Le tweet n’est pas en « live » ou en immédiat, mais réfléchi : fruit de plusieurs jours de travail. écrit sur feuilles de papier.
Après le travail du sens ( ce que je veux dire ), et comment ( la forme ), on s’attache à la grammaire ( être compris ).
La finalisation est ensuite le grand moment sur Twitter.

Les abonnés sur twitter sont surveillés, et la TwittClass ne communique, et ne s’abonne que sur des autres classes.
La vérification de l’identité des followers permet une veille salutaire sur les intéractions avec le monde web.

  • twitter n’est pas utilisé par les enfants ( pas avant 13 ans ) : c’est le professeur qui a un compte twitter.
  • une charte signée par les enfants indique les droits et devoirs de la TwittClasse. L’explication aux enfants permet une vertu pédagogique sur les dangers d’internet. Et de mieux maîtriser cet outil.

Made in DunkerqueJean Roch Masson expérimente cette TwittClasse, dans son école à Dunkerque.

On lira son retour d’expérience dans l’article suivant : « Vous tweetez ? eh bien lisez maintenant ».

 

L’expérience des NTIC, dans une école italienne.

Amis sur facebook ou twitter pour la vie

Amis sur facebook ou twitter pour la vie

Le projet des TweetClass n’est pas nouvelle :
S’intéresser et faire participer les élèves dans une expérience NTIC a été observée, via le projet « MailBox« .

Financé par la DG XXII de la commission européenne, dans le cadre du programme Socrate Open and Distance Learning.
Yves Winkin, dans son ouvrage « Anthropologie de la communication« , nous livre son observation d' »anthropologue » :
En Italie, Yves Winkin s’immisce dans une classe italienne, entre Bologne et Porretta, afin d’observer l’expérience menée dans cette école : l’échange par e-mail entre les élèves d’autres classes.

L’objet est ici identique à la TwittClass : échanger à un moment partagé des emails, via les nouvelles technologies.

« Ce jour-là, Roberta, la maîtresse d’anglais, entre dans la classe de quatrième en brandissant une liasse de feuilles de papier.

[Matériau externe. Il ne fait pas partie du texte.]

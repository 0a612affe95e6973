use std::collections::HashMap;

use chrono::Local;
use tuirealm::application::ApplicationResult;
use tuirealm::listener::EventListenerCfg;
use tuirealm::ratatui::layout::{Constraint, Direction, Layout, Rect};
use tuirealm::{
    Application, Frame, NoUserEvent, PollStrategy, Sub, SubClause, SubEventClause,
};
use uuid::Uuid;

use super::ComponentId;
use super::components::chat_sidebar::ContactEntry;
use super::components::{
    BoardColumn, ChatSidebar, CommandPalette, DeleteTaskDialog, ErrorDialog, Footer, HelpDialog,
    ProfileEditorDialog, TaskEditorDialog, TaskTable, UsersTable,
};
use super::messages::Msg;
use super::model::{Model, ViewMode};
use crate::app::chat::contacts;
use crate::app::users::user_rows;
use crate::keybindings::KeybindingDispatcher;
use crate::types::Task;

/// Wrapper around the tui-realm `Application` that owns the component
/// tree. Components are remounted from model snapshots whenever the
/// model reports itself dirty; they never hold authoritative state.
pub struct TuiApplication {
    app: Application<ComponentId, Msg, NoUserEvent>,
    keybindings: KeybindingDispatcher,
    last_viewport: Option<(u16, u16)>,
    mounted_columns: usize,
}

impl TuiApplication {
    pub fn new(keybindings: KeybindingDispatcher) -> Self {
        Self::with_listener(EventListenerCfg::default(), keybindings)
    }

    pub fn with_listener(
        listener_cfg: EventListenerCfg<NoUserEvent>,
        keybindings: KeybindingDispatcher,
    ) -> Self {
        Self {
            app: Application::init(listener_cfg),
            keybindings,
            last_viewport: None,
            mounted_columns: 0,
        }
    }

    pub fn tick(&mut self, strategy: PollStrategy) -> ApplicationResult<Vec<Msg>> {
        self.app.tick(strategy)
    }

    pub fn app(&self) -> &Application<ComponentId, Msg, NoUserEvent> {
        &self.app
    }

    pub fn app_mut(&mut self) -> &mut Application<ComponentId, Msg, NoUserEvent> {
        &mut self.app
    }

    pub fn view(&mut self, id: &ComponentId, frame: &mut Frame<'_>, area: Rect) {
        self.app.view(id, frame, area);
    }

    /// Remount the whole component tree from the current model snapshot.
    /// Dialogs are mounted only while their backing state exists.
    pub fn wire_components(&mut self, model: &Model) -> ApplicationResult<()> {
        let theme = model.theme.clone();
        let today = Local::now().date_naive();
        let assignee_names: HashMap<Uuid, String> = model
            .store
            .users()
            .iter()
            .map(|user| (user.id, user.name().to_string()))
            .collect();

        let columns = model.store.columns().to_vec();
        let column_count = columns.len();
        for (index, column) in columns.into_iter().enumerate() {
            let tasks: Vec<Task> = model.tasks_in_column(index).into_iter().cloned().collect();
            let selected = model
                .selected_task_per_column
                .get(&index)
                .copied()
                .unwrap_or(0);
            let drop_target = model.mover.hovered_column() == Some(column.id);
            let board_column = BoardColumn::new(
                index,
                column,
                tasks,
                assignee_names.clone(),
                theme.clone(),
                self.keybindings.clone(),
                today,
            )
            .with_selected(selected)
            .with_grab(model.mover.dragging().is_some(), drop_target);
            self.app.remount(
                ComponentId::BoardColumn(index),
                Box::new(board_column),
                vec![],
            )?;
        }
        for stale in column_count..self.mounted_columns {
            self.umount_if_mounted(ComponentId::BoardColumn(stale))?;
        }
        self.mounted_columns = column_count;

        self.app.remount(
            ComponentId::TaskTable,
            Box::new(
                TaskTable::new(
                    model.sorted_table_rows(),
                    model.table_sort,
                    theme.clone(),
                    self.keybindings.clone(),
                )
                .with_selected(model.table_selected),
            ),
            vec![],
        )?;

        self.app.remount(
            ComponentId::UsersTable,
            Box::new(
                UsersTable::new(
                    user_rows(model.store.users()),
                    theme.clone(),
                    self.keybindings.clone(),
                )
                .with_selected(model.users_selected),
            ),
            vec![],
        )?;

        let contact_entries: Vec<ContactEntry> =
            contacts(model.store.users(), model.current_user.id)
                .iter()
                .map(|contact| ContactEntry {
                    user_id: contact.user.id,
                    name: contact.user.name().to_string(),
                    online: contact.online,
                    unread: model.chat.unread_count(contact.user.id),
                })
                .collect();
        let mut sidebar = ChatSidebar::new(
            contact_entries,
            model.current_user.id,
            theme.clone(),
            self.keybindings.clone(),
        )
        .with_selected(model.selected_contact);
        if let Some(contact_id) = model.chat.open_contact() {
            let contact_name = model
                .store
                .user(contact_id)
                .map(|user| user.name().to_string())
                .unwrap_or_else(|| "Unknown".to_string());
            sidebar = sidebar.with_conversation(
                contact_name,
                model.chat.messages().to_vec(),
                model.chat.draft_input.clone(),
            );
        }
        self.app
            .remount(ComponentId::ChatSidebar, Box::new(sidebar), vec![])?;

        let mut footer = Footer::new(theme.clone());
        footer.set_notice(model.notice.clone());
        self.app.remount(
            ComponentId::Footer,
            Box::new(footer),
            vec![
                Sub::new(SubEventClause::Tick, SubClause::Always),
                Sub::new(SubEventClause::WindowResize, SubClause::Always),
            ],
        )?;

        if model.palette_visible {
            let frequencies = model.db.command_frequencies().unwrap_or_default();
            self.app.remount(
                ComponentId::CommandPalette,
                Box::new(CommandPalette::new(frequencies, theme.clone())),
                vec![],
            )?;
        } else {
            self.umount_if_mounted(ComponentId::CommandPalette)?;
        }

        if let Some(state) = &model.task_editor {
            let assignee_label = state
                .assignee_id
                .and_then(|id| model.store.assignee_name(Some(id)))
                .unwrap_or("Unassigned")
                .to_string();
            self.app.remount(
                ComponentId::TaskEditor,
                Box::new(TaskEditorDialog::new(
                    state.clone(),
                    assignee_label,
                    theme.clone(),
                )),
                vec![],
            )?;
        } else {
            self.umount_if_mounted(ComponentId::TaskEditor)?;
        }

        if let Some(state) = &model.delete_dialog {
            self.app.remount(
                ComponentId::DeleteTask,
                Box::new(DeleteTaskDialog::new(state, theme.clone())),
                vec![],
            )?;
        } else {
            self.umount_if_mounted(ComponentId::DeleteTask)?;
        }

        if let Some(state) = &model.profile_editor {
            self.app.remount(
                ComponentId::ProfileEditor,
                Box::new(ProfileEditorDialog::new(state.clone(), theme.clone())),
                vec![],
            )?;
        } else {
            self.umount_if_mounted(ComponentId::ProfileEditor)?;
        }

        if model.help_visible {
            self.app.remount(
                ComponentId::Help,
                Box::new(HelpDialog::new(theme.clone())),
                vec![],
            )?;
        } else {
            self.umount_if_mounted(ComponentId::Help)?;
        }

        if let Some(detail) = &model.last_error {
            self.app.remount(
                ComponentId::Error,
                Box::new(ErrorDialog::new(detail.clone(), theme)),
                vec![],
            )?;
        } else {
            self.umount_if_mounted(ComponentId::Error)?;
        }

        Ok(())
    }

    /// Give keyboard focus to whichever component the model says should
    /// hold it. Modals always win over the background view.
    pub fn sync_focus(&mut self, model: &Model) -> ApplicationResult<()> {
        let target = model.focus_target();
        if self.app.mounted(&target) && self.app.focus() != Some(&target) {
            self.app.active(&target)?;
        }
        Ok(())
    }

    /// Rewire on a genuine viewport change. Returns whether a redraw is
    /// needed; repeated resize events for the same size are dropped.
    pub fn handle_resize(&mut self, model: &Model, msg: &Msg) -> ApplicationResult<bool> {
        let (width, height) = match *msg {
            Msg::Resize { width, height } => (width, height),
            _ => return Ok(false),
        };

        let next_viewport = (width, height);
        if self.last_viewport == Some(next_viewport) {
            return Ok(false);
        }

        self.wire_components(model)?;
        self.sync_focus(model)?;
        self.last_viewport = Some(next_viewport);
        Ok(true)
    }

    /// Draw the full screen for the current model state.
    pub fn render(&mut self, model: &Model, frame: &mut Frame<'_>) {
        let rows = Layout::default()
            .direction(Direction::Vertical)
            .constraints([Constraint::Min(1), Constraint::Length(2)])
            .split(frame.area());
        let (main_area, footer_area) = (rows[0], rows[1]);

        let content_area = if model.chat_visible {
            let split = Layout::default()
                .direction(Direction::Horizontal)
                .constraints([
                    Constraint::Min(20),
                    Constraint::Percentage(model.settings.chat_panel_width),
                ])
                .split(main_area);
            self.app.view(&ComponentId::ChatSidebar, frame, split[1]);
            split[0]
        } else {
            main_area
        };

        match model.view {
            ViewMode::Board => {
                let count = model.store.columns().len().max(1);
                let constraints: Vec<Constraint> = (0..count)
                    .map(|_| Constraint::Ratio(1, count as u32))
                    .collect();
                let column_areas = Layout::default()
                    .direction(Direction::Horizontal)
                    .constraints(constraints)
                    .split(content_area);
                for index in 0..count {
                    let id = ComponentId::BoardColumn(index);
                    if self.app.mounted(&id) {
                        self.app.view(&id, frame, column_areas[index]);
                    }
                }
            }
            ViewMode::Table => self.app.view(&ComponentId::TaskTable, frame, content_area),
            ViewMode::Users => self.app.view(&ComponentId::UsersTable, frame, content_area),
        }

        self.app.view(&ComponentId::Footer, frame, footer_area);

        if let Some(modal) = model.active_modal()
            && self.app.mounted(&modal)
        {
            let area = centered_rect(frame.area(), 62, 68);
            self.app.view(&modal, frame, area);
        }
    }

    fn umount_if_mounted(&mut self, id: ComponentId) -> ApplicationResult<()> {
        if self.app.mounted(&id) {
            self.app.umount(&id)?;
        }
        Ok(())
    }
}

fn centered_rect(area: Rect, percent_x: u16, percent_y: u16) -> Rect {
    let vertical = Layout::default()
        .direction(Direction::Vertical)
        .constraints([
            Constraint::Percentage((100 - percent_y) / 2),
            Constraint::Percentage(percent_y),
            Constraint::Percentage((100 - percent_y) / 2),
        ])
        .split(area);
    let horizontal = Layout::default()
        .direction(Direction::Horizontal)
        .constraints([
            Constraint::Percentage((100 - percent_x) / 2),
            Constraint::Percentage(percent_x),
            Constraint::Percentage((100 - percent_x) / 2),
        ])
        .split(vertical[1]);
    horizontal[1]
}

( la règle de séparer le monde instantané de la messagerie et l’utilisation par les élèves est la même : pas de relations directes avec l’usage numérique ; la médiation via le papier est de règle ).

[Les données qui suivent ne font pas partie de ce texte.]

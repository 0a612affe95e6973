use tuirealm::NoUserEvent;

use crate::ui_realm::tests::harness::{
    EventDriver, ExampleComponent, HarnessComponentId, HarnessMsg, MockTerminal,
    send_keys as harness_send_keys,
};
use crossterm::event::KeyCode;
use tuirealm::Application;
use tuirealm::PollStrategy;

/// Render a mounted component to a String.
///
/// This is a thin wrapper around `MockTerminal::buffer_as_string()` that handles
/// the component view rendering first.
///
/// # Arguments
/// * `app` - The mounted tui-realm Application
/// * `id` - The ComponentId of the component to render
/// * `terminal` - A pre-created MockTerminal
///
/// # Returns
/// The terminal buffer contents as a String, with newlines between rows.
pub fn render_component<I: Clone + Eq + PartialEq + std::hash::Hash, M: Clone + PartialEq>(
    app: &mut Application<I, M, NoUserEvent>,
    id: I,
    terminal: &mut MockTerminal,
) -> String {
    terminal.draw(|frame| {
        app.view(&id, frame, frame.area());
    });
    terminal.buffer_as_string()
}

/// Send keys to an application and collect the resulting messages.
///
/// This is a thin wrapper around `EventDriver` and `Application::tick()` that:
/// 1. Injects the key events into the driver
/// 2. Calls `app.tick()` with the given poll strategy
/// 3. Returns all messages produced
///
/// # Arguments
/// * `driver` - The EventDriver to inject keys into
/// * `app` - The mounted tui-realm Application
/// * `keys` - Slice of KeyCode to send sequentially
/// * `poll_count` - Number of poll iterations (default: 1)
///
/// # Returns
/// A Vec of all Msg variants produced by processing the keys.
pub fn send_key_to_component<I: Clone + Eq + PartialEq + std::hash::Hash, M: Clone + PartialEq>(
    driver: &EventDriver,
    app: &mut Application<I, M, NoUserEvent>,
    keys: &[KeyCode],
    poll_count: usize,
) -> Vec<M> {
    harness_send_keys(driver, keys);

    let mut messages = Vec::new();
    for _ in 0..poll_count {
        if let Ok(msgs) = app.tick(PollStrategy::UpTo(8)) {
            messages.extend(msgs);
        }
    }
    messages
}

/// Mount a component for testing with default setup.
///
/// This is a convenience wrapper that:
/// 1. Creates an Application with the given EventDriver listener config
/// 2. Mounts the component with empty props
/// 3. Activates the component (gives it focus)
///
/// # Arguments
/// * `driver` - The EventDriver to use for the application
/// * `component_id` - The ComponentId to mount
/// * `component` - The Component implementation to mount
///
/// # Returns
/// The configured Application with the component mounted and active.
///
/// # Type Parameters
/// * `I` - The component ID type (must match Application and ComponentId)
/// * `M` - The message type (must match Application and Component impl)
pub fn mount_component_for_test<I, M>(
    driver: &EventDriver,
    id: I,
    component: Box<dyn tuirealm::Component<M, NoUserEvent>>,
) -> Application<I, M, NoUserEvent>
where
    I: Clone + Eq + PartialEq + std::hash::Hash + 'static,
    M: Clone + PartialEq + 'static,
{
    let mut app: Application<I, M, NoUserEvent> = Application::init(driver.listener_cfg());
    app.mount(id.clone(), component, vec![])
        .expect("component should mount");
    app.active(&id).expect("component should become active");
    app
}

/// Alternative mount helper that mounts without requiring component ownership.
///
/// This is useful when you want to mount a component but keep ownership
/// or need to modify it before mounting.
///
/// # Arguments
/// * `driver` - The EventDriver to use for the application
/// * `id` - The ComponentId to mount
/// * `component` - The Component implementation (consumed on mount)
pub fn mount_component<I, M>(
    driver: &EventDriver,
    id: I,
    component: Box<dyn tuirealm::Component<M, NoUserEvent>>,
) -> Application<I, M, NoUserEvent>
where
    I: Clone + Eq + PartialEq + std::hash::Hash + 'static,
    M: Clone + PartialEq + 'static,
{
    let mut app: Application<I, M, NoUserEvent> = Application::init(driver.listener_cfg());
    app.mount(id, component, vec![])
        .expect("component should mount");
    app
}

/// Render a simple component to string for quick testing.
///
/// This is a convenience function that creates a minimal terminal and renders
/// the given component in one call.
///
/// # Arguments
/// * `app` - The mounted tui-realm Application
/// * `id` - The ComponentId of the component to render
/// * `width` - Terminal width (default: 40)
/// * `height` - Terminal height (default: 10)
///
/// # Returns
/// The terminal buffer contents as a String.
pub fn render_simple_component<
    I: Clone + Eq + PartialEq + std::hash::Hash,
    M: Clone + PartialEq,
>(
    app: &mut Application<I, M, NoUserEvent>,
    id: I,
) -> String {
    let mut terminal = MockTerminal::new(40, 10);
    render_component(app, id, &mut terminal)
}

/// Example test demonstrating helper usage.
/// Uses the harness's ExampleComponent to verify helpers work correctly.
#[test]
fn example_test() {
    use crate::ui_realm::tests::harness::{ExampleComponent, HarnessComponentId, HarnessMsg};

    let driver = EventDriver::default();
    let component = Box::new(ExampleComponent::default());
    let mut app = mount_component_for_test(&driver, HarnessComponentId::Example, component);

    // Render the component
    let output = render_simple_component(&mut app, HarnessComponentId::Example);
    assert!(
        output.contains("harness-ready"),
        "render should contain component label"
    );

    // Send keys and collect messages
    let messages = send_key_to_component(&driver, &mut app, &[KeyCode::Enter], 1);
    assert!(
        messages.contains(&HarnessMsg::Submitted(1)),
        "enter should produce Submitted message"
    );

    // Render again to see updated state
    let output = render_simple_component(&mut app, HarnessComponentId::Example);
    assert!(
        output.contains("submits: 1"),
        "after enter, submit count should be 1"
    );
}

/// Test render_component with explicit terminal dimensions.
#[test]
fn render_with_custom_dimensions() {
    let driver = EventDriver::default();
    let component = Box::new(ExampleComponent::default());
    let mut app = mount_component(&driver, HarnessComponentId::Example, component);

    let mut terminal = MockTerminal::new(80, 24);
    let output = render_component(&mut app, HarnessComponentId::Example, &mut terminal);
    assert!(!output.is_empty(), "render should produce output");
}

/// Test send_key_to_component with multiple keys.
#[test]
fn send_multiple_keys() {
    let driver = EventDriver::default();
    let component = Box::new(ExampleComponent::default());
    let mut app = mount_component_for_test(&driver, HarnessComponentId::Example, component);

    // Send multiple enter keys
    let messages = send_key_to_component(
        &driver,
        &mut app,
        &[KeyCode::Enter, KeyCode::Enter, KeyCode::Enter],
        1,
    );

    // Should have 3 Submit messages (counts 1, 2, 3)
    let submit_count = messages
        .iter()
        .filter(|m| matches!(m, HarnessMsg::Submitted(_)))
        .count();
    assert_eq!(
        submit_count, 3,
        "three enters should produce three Submit messages"
    );
}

Les élèves sont en train de terminer l’exercice qu’elle leur a donné.

L’excitation des enfants à la vue des messages devient difficile à contrôler – continuez votre exercice, demande Roberta.

Les enfants obéissent mais ne peuvent s’empêcher de tourner la tête pour recevoir s’ils ont reçus un message.

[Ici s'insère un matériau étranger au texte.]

use tuirealm::command::{Cmd, CmdResult};
use tuirealm::event::{Key, KeyEvent};
use tuirealm::props::{AttrValue, Attribute, Props};
use tuirealm::ratatui::layout::{Alignment, Rect};
use tuirealm::ratatui::style::{Modifier, Style};
use tuirealm::ratatui::text::{Line, Span};
use tuirealm::ratatui::widgets::{Block, BorderType, Borders, Paragraph};
use tuirealm::{Component, Event, Frame, MockComponent, NoUserEvent, State, StateValue};

use crate::app::board::{SortColumn, SortDirection, TableRow, TableSort};
use crate::keybindings::dispatcher::{Action, KeybindingDispatcher};
use crate::theme::Theme;
use crate::ui_realm::components::{global_action_msg, to_crossterm_key};
use crate::ui_realm::messages::Msg;

const COLUMN_WIDTHS: [usize; 8] = [26, 14, 11, 12, 9, 12, 9, 11];

pub struct TaskTable {
    props: Props,
    rows: Vec<TableRow>,
    sort: TableSort,
    theme: Theme,
    keybindings: KeybindingDispatcher,
    selected_index: usize,
    scroll_offset: usize,
    viewport_rows: usize,
}

impl TaskTable {
    pub fn new(
        rows: Vec<TableRow>,
        sort: TableSort,
        theme: Theme,
        keybindings: KeybindingDispatcher,
    ) -> Self {
        Self {
            props: Props::default(),
            rows,
            sort,
            theme,
            keybindings,
            selected_index: 0,
            scroll_offset: 0,
            viewport_rows: 0,
        }
    }

    pub fn with_selected(mut self, selected_index: usize) -> Self {
        self.selected_index = selected_index;
        self.clamp_selection();
        self
    }

    fn is_focused(&self) -> bool {
        self.props.get(Attribute::Focus) == Some(AttrValue::Flag(true))
    }

    fn clamp_selection(&mut self) {
        if self.rows.is_empty() {
            self.selected_index = 0;
        } else {
            self.selected_index = self.selected_index.min(self.rows.len() - 1);
        }
    }

    fn ensure_selected_visible(&mut self) {
        if self.viewport_rows == 0 {
            return;
        }
        if self.selected_index < self.scroll_offset {
            self.scroll_offset = self.selected_index;
        } else if self.selected_index >= self.scroll_offset + self.viewport_rows {
            self.scroll_offset = self.selected_index + 1 - self.viewport_rows;
        }
    }

    fn move_selection_by(&mut self, delta: isize) -> bool {
        if self.rows.is_empty() {
            self.selected_index = 0;
            return false;
        }

        let current = self.selected_index as isize;
        let max_index = (self.rows.len() - 1) as isize;
        let next = (current + delta).clamp(0, max_index) as usize;
        if next == self.selected_index {
            return false;
        }

        self.selected_index = next;
        self.ensure_selected_visible();
        true
    }

    fn header_line(&self) -> Line<'static> {
        let mut spans = vec![Span::raw("  ".to_string())];
        for (index, column) in SortColumn::ALL.iter().enumerate() {
            let mut header = format!("{} {}", index + 1, column.header());
            if self.sort.column == Some(*column) {
                header.push(match self.sort.direction {
                    SortDirection::Ascending => '▲',
                    SortDirection::Descending => '▼',
                });
            }
            spans.push(Span::styled(
                pad(&header, COLUMN_WIDTHS[index]),
                Style::default()
                    .fg(self.theme.base.header)
                    .add_modifier(Modifier::BOLD),
            ));
        }
        Line::from(spans)
    }

    fn row_line(&self, index: usize, row: &TableRow) -> Line<'static> {
        let is_selected = index == self.selected_index && self.is_focused();
        let row_style = if is_selected {
            Style::default().bg(self.theme.interactive.selected_bg)
        } else {
            Style::default()
        };
        let marker = if is_selected { "▸ " } else { "  " };

        let cells = vec![
            Span::styled(marker.to_string(), Style::default().fg(self.theme.interactive.focus)),
            Span::styled(
                pad(&row.title, COLUMN_WIDTHS[0]),
                Style::default().fg(self.theme.base.text),
            ),
            Span::styled(
                pad(&row.assignee, COLUMN_WIDTHS[1]),
                Style::default().fg(self.theme.card.assignee),
            ),
            Span::styled(
                pad(&row.request_date, COLUMN_WIDTHS[2]),
                Style::default().fg(self.theme.base.text_muted),
            ),
            Span::styled(
                pad(row.status.label(), COLUMN_WIDTHS[3]),
                Style::default().fg(self.theme.status_color(row.status)),
            ),
            Span::styled(
                pad(row.priority.label(), COLUMN_WIDTHS[4]),
                Style::default().fg(self.theme.priority_color(row.priority)),
            ),
            Span::styled(
                pad(&row.client, COLUMN_WIDTHS[5]),
                Style::default().fg(self.theme.card.client),
            ),
            Span::styled(
                pad(row.kind.label(), COLUMN_WIDTHS[6]),
                Style::default().fg(self.theme.base.text),
            ),
            Span::styled(
                pad(&row.due_date, COLUMN_WIDTHS[7]),
                Style::default().fg(self.theme.urgency_color(row.urgency)),
            ),
        ];

        Line::from(cells).style(row_style)
    }
}

impl MockComponent for TaskTable {
    fn view(&mut self, frame: &mut Frame, area: Rect) {
        let focused = self.is_focused();
        let border_color = if focused {
            self.theme.interactive.focus
        } else {
            self.theme.interactive.border
        };
        let border_type = if focused {
            BorderType::Double
        } else {
            BorderType::Plain
        };

        let block = Block::default()
            .borders(Borders::ALL)
            .border_type(border_type)
            .border_style(Style::default().fg(border_color))
            .title(Span::styled(
                format!(" Tasks ({}) ", self.rows.len()),
                Style::default().fg(border_color),
            ))
            .title_alignment(Alignment::Center);
        let inner = block.inner(area);
        frame.render_widget(block, area);

        if inner.height == 0 || inner.width == 0 {
            return;
        }

        // First row is the header, the rest scroll.
        self.viewport_rows = (inner.height as usize).saturating_sub(1).max(1);
        self.clamp_selection();
        self.ensure_selected_visible();

        let mut lines = vec![self.header_line()];
        if self.rows.is_empty() {
            frame.render_widget(Paragraph::new(lines), inner);
            let empty_area = Rect {
                x: inner.x,
                y: inner.y + 1,
                width: inner.width,
                height: inner.height - 1,
            };
            frame.render_widget(
                Paragraph::new("No tasks")
                    .alignment(Alignment::Center)
                    .style(Style::default().fg(self.theme.base.text_muted)),
                empty_area,
            );
            return;
        }

        lines.extend(
            self.rows
                .iter()
                .enumerate()
                .skip(self.scroll_offset)
                .take(self.viewport_rows)
                .map(|(index, row)| self.row_line(index, row)),
        );

        frame.render_widget(Paragraph::new(lines), inner);
    }

    fn query(&self, attr: Attribute) -> Option<AttrValue> {
        self.props.get(attr)
    }

    fn attr(&mut self, attr: Attribute, value: AttrValue) {
        self.props.set(attr, value);
    }

    fn state(&self) -> State {
        State::One(StateValue::U16(self.selected_index as u16))
    }

    fn perform(&mut self, _cmd: Cmd) -> CmdResult {
        CmdResult::None
    }
}

impl Component<Msg, NoUserEvent> for TaskTable {
    fn on(&mut self, ev: Event<NoUserEvent>) -> Option<Msg> {
        let Event::Keyboard(key) = ev else {
            return None;
        };

        if let KeyEvent {
            code: Key::Char(ch @ '1'..='8'),
            ..
        } = key
        {
            let index = ch as usize - '1' as usize;
            return Some(Msg::SortByColumn(index));
        }

        match key {
            KeyEvent {
                code: Key::PageUp, ..
            } => {
                let delta = -(self.viewport_rows.max(1) as isize);
                return self
                    .move_selection_by(delta)
                    .then(|| Msg::SelectTableRow(self.selected_index));
            }
            KeyEvent {
                code: Key::PageDown,
                ..
            } => {
                let delta = self.viewport_rows.max(1) as isize;
                return self
                    .move_selection_by(delta)
                    .then(|| Msg::SelectTableRow(self.selected_index));
            }
            KeyEvent {
                code: Key::Home, ..
            } => {
                let delta = -(self.rows.len() as isize);
                return self
                    .move_selection_by(delta)
                    .then(|| Msg::SelectTableRow(self.selected_index));
            }
            KeyEvent { code: Key::End, .. } => {
                let delta = self.rows.len() as isize;
                return self
                    .move_selection_by(delta)
                    .then(|| Msg::SelectTableRow(self.selected_index));
            }
            _ => {}
        }

        let action = self.keybindings.map_key(to_crossterm_key(key))?;
        match action {
            Action::SelectUp => self
                .move_selection_by(-1)
                .then(|| Msg::SelectTableRow(self.selected_index)),
            Action::SelectDown => self
                .move_selection_by(1)
                .then(|| Msg::SelectTableRow(self.selected_index)),
            Action::OpenNewTaskDialog => Some(Msg::OpenNewTaskDialog),
            Action::OpenEditTaskDialog | Action::Submit => {
                (!self.rows.is_empty()).then_some(Msg::OpenEditTaskDialog)
            }
            Action::CompleteTask => (!self.rows.is_empty()).then_some(Msg::CompleteTask),
            Action::OpenDeleteTaskDialog => {
                (!self.rows.is_empty()).then_some(Msg::OpenDeleteTaskDialog)
            }
            Action::NextContact => Some(Msg::NextContact),
            Action::PrevContact => Some(Msg::PrevContact),
            other => global_action_msg(other),
        }
    }
}

fn pad(text: &str, width: usize) -> String {
    let mut cell = String::with_capacity(width + 1);
    let mut count = 0;
    for ch in text.chars() {
        if count + 1 >= width {
            cell.push('…');
            count += 1;
            break;
        }
        cell.push(ch);
        count += 1;
    }
    while count < width {
        cell.push(' ');
        count += 1;
    }
    cell
}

Hurlements de joie, course folle à travers la classe. »

Yves Winkin est surpris par la liberté de mouvement, dont semblent jouir les enfants, par l’apparente aisance des enseignants.

Il a le souvenir des bancs bien alignés, de bras croisés.

La correspondance des élèves avec les autres élèves de classe étrangère ne suscite pas d’échanges approfondis :
les enfants parlent plutôt d’eux même que s’intéresser aux autres.

Et parlent de leur environnement immédiat.
Ils ont souvent du mal à remplir plusieurs lignes.

Et ces échanges ne les poussent pas à maîtriser leur correspondance électronique, ni à mieux maîtriser l’orthographe.
Ils utilisent les mots minimalistes, une syntaxe « basique », et envoyés selon une procédure vite routinisée.
Comme le souligne Yves Winkin, « l’essentiel est ailleurs : les enfants retirent un plaisir fou de l’envoi et de la réception des messages ; peu importe ce que ceux-ci disent ».

Comme souvent dans l’outil médiologique : le support, la technique sont toujours nouveaux, mais procèdent de modalités humaines déjà éprouvées.
Le moyen technique n’est que secondaire.
Twitter, comme nouveau facilitateur pédagogique ? 

A suivre !

13 réflexions au sujet de « La TwittClasse, ou les nouveaux usages pédagogiques »

  1. inghilterra xavier

    Excellent article (encore un !) bien pesé… qui personnellement me ramène au thème précédemment abordé à Ludovia12 : plaisir et numérique. Car plus que jamais, l’enjeu pédagogique à l’école et tout particulièrement à l’université n’est-il pas de reconquérir l’intérêt et l’engagement des publics ?
    J’utilise Twitter depuis 1 an maintenant au sein d’une communauté d’apprenants à distance comme canal de médiation pédagogique en complément d’une Plateforme LMS et d’un blog. Je commence à quantifier les apports et les limites du dispositif dans le cadre d’une observation participante qui constitue l’un des terrains de validation de ma thèse en SIC.